> [Exercise details] Every word of every entry must be retyped exactly.

(Saved entries)
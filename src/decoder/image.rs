use super::ChunkType;
use super::ifd::Directory;
use crate::tags::{
    CompressionMethod, PhotometricInterpretation, Predictor, SampleFormat,
};

#[derive(Debug)]
pub(crate) struct StripDecodeState {
    pub rows_per_strip: u32,
}

#[derive(Debug)]
/// Computed values useful for tile decoding
pub(crate) struct TileAttributes {
    pub image_width: usize,
    pub image_height: usize,
    pub samples_per_pixel: usize,

    pub tile_width: usize,
    pub tile_length: usize,
}

impl TileAttributes {
    pub fn tiles_across(&self) -> usize {
        (self.image_width + self.tile_width - 1) / self.tile_width
    }
    pub fn tiles_down(&self) -> usize {
        (self.image_height + self.tile_length - 1) / self.tile_length
    }
    fn padding_right(&self) -> usize {
        self.tile_width - self.image_width % self.tile_width
    }
    fn padding_down(&self) -> usize {
        self.tile_length - self.image_height % self.tile_length
    }
    pub fn row_samples(&self) -> usize {
        self.tile_width * self.samples_per_pixel
    }
    pub fn tile_samples(&self) -> usize {
        self.tile_length * self.tile_width * self.samples_per_pixel
    }
    fn tile_strip_samples(&self) -> usize {
        (self.tile_samples() * self.tiles_across())
            - (self.padding_right() * self.tile_length * self.samples_per_pixel)
    }

    /// Returns the tile offset in the result buffer, counted in samples
    pub fn get_offset(&self, tile: usize) -> usize {
        let row = tile / self.tiles_across();
        let column = tile % self.tiles_across();

        (row * self.tile_strip_samples()) + (column * self.row_samples())
    }

    pub fn get_padding(&self, tile: usize) -> (usize, usize) {
        let row = tile / self.tiles_across();
        let column = tile % self.tiles_across();

        let padding_right = if column == self.tiles_across() - 1 {
            self.padding_right()
        } else {
            0
        };

        let padding_down = if row == self.tiles_down() - 1 {
            self.padding_down()
        } else {
            0
        };

        (padding_right, padding_down)
    }
}

#[derive(Debug)]
pub(crate) struct Image {
    pub ifd: Option<Directory>,
    pub width: u32,
    pub height: u32,
    pub bits_per_sample: Vec<u8>,
    pub samples: u8,
    pub sample_format: Vec<SampleFormat>,
    pub photometric_interpretation: PhotometricInterpretation,
    pub compression_method: CompressionMethod,
    pub predictor: Predictor,
    pub jpeg_tables: Option<Vec<u8>>,
    pub chunk_type: ChunkType,
    pub strip_decoder: Option<StripDecodeState>,
    pub tile_attributes: Option<TileAttributes>,
    pub chunk_offsets: Vec<u64>,
    pub chunk_bytes: Vec<u64>,
}

impl Image {

}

> [Response area]
filename src/decoder/image.rs
use super::ChunkType;
use super::ifd::Directory;
use crate::tags::{
    CompressionMethod, PhotometricInterpretation, Predictor, SampleFormat,
};

#[derive(Debug)]
pub(crate) struct StripDecodeState {
    pub rows_per_strip: u32,
}

#[derive(Debug)]
/// Computed values useful for tile decoding
pub(crate) struct TileAttributes {
    pub image_width: usize,
    pub image_height: usize,
    pub samples_per_pixel: usize,

    pub tile_width: usize,
    pub tile_length: usize,
}

impl TileAttributes {
    pub fn tiles_across(&self) -> usize {
        (self.image_width + self.tile_width - 1) / self.tile_width
    }
    pub fn tiles_down(&self) -> usize {
        (self.image_height + self.tile_length - 1) / self.tile_length
    }
    fn padding_right(&self) -> usize {
        self.tile_width - self.image_width % self.tile_width
    }
    fn padding_down(&self) -> usize {
        self.tile_length - self.image_height % self.tile_length
    }
    pub fn row_samples(&self) -> usize {
        self.tile_width * self.samples_per_pixel
    }
    pub fn tile_samples(&self) -> usize {
        self.tile_length * self.tile_width * self.samples_per_pixel
    }
    fn tile_strip_samples(&self) -> usize {
        (self.tile_samples() * self.tiles_across())
            - (self.padding_right() * self.tile_length * self.samples_per_pixel)
    }

    /// Returns the tile offset in the result buffer, counted in samples
    pub fn get_offset(&self, tile: usize) -> usize {
        let row = tile / self.tiles_across();
        let column = tile % self.tiles_across();

        (row * self.tile_strip_samples()) + (column * self.row_samples())
    }

    pub fn get_padding(&self, tile: usize) -> (usize, usize) {
        let row = tile / self.tiles_across();
        let column = tile % self.tiles_across();

        let padding_right = if column == self.tiles_across() - 1 {
            self.padding_right()
        } else {
            0
        };

        let padding_down = if row == self.tiles_down() - 1 {
            self.padding_down()
        } else {
            0
        };

        (padding_right, padding_down)
    }
}

#[derive(Debug)]
pub(crate) struct Image {
    pub ifd: Option<Directory>,
    pub width: u32,
    pub height: u32,
    pub bits_per_sample: Vec<u8>,
    pub samples: u8,
    pub sample_format: Vec<SampleFormat>,
    pub photometric_interpretation: PhotometricInterpretation,
    pub compression_method: CompressionMethod,
    pub predictor: Predictor,
    pub jpeg_tables: Option<Vec<u8>>,
    pub chunk_type: ChunkType,
    pub strip_decoder: Option<StripDecodeState>,
    pub tile_attributes: Option<TileAttributes>,
    pub chunk_offsets: Vec<u64>,
    pub chunk_bytes: Vec<u64>,
}

impl Image {

}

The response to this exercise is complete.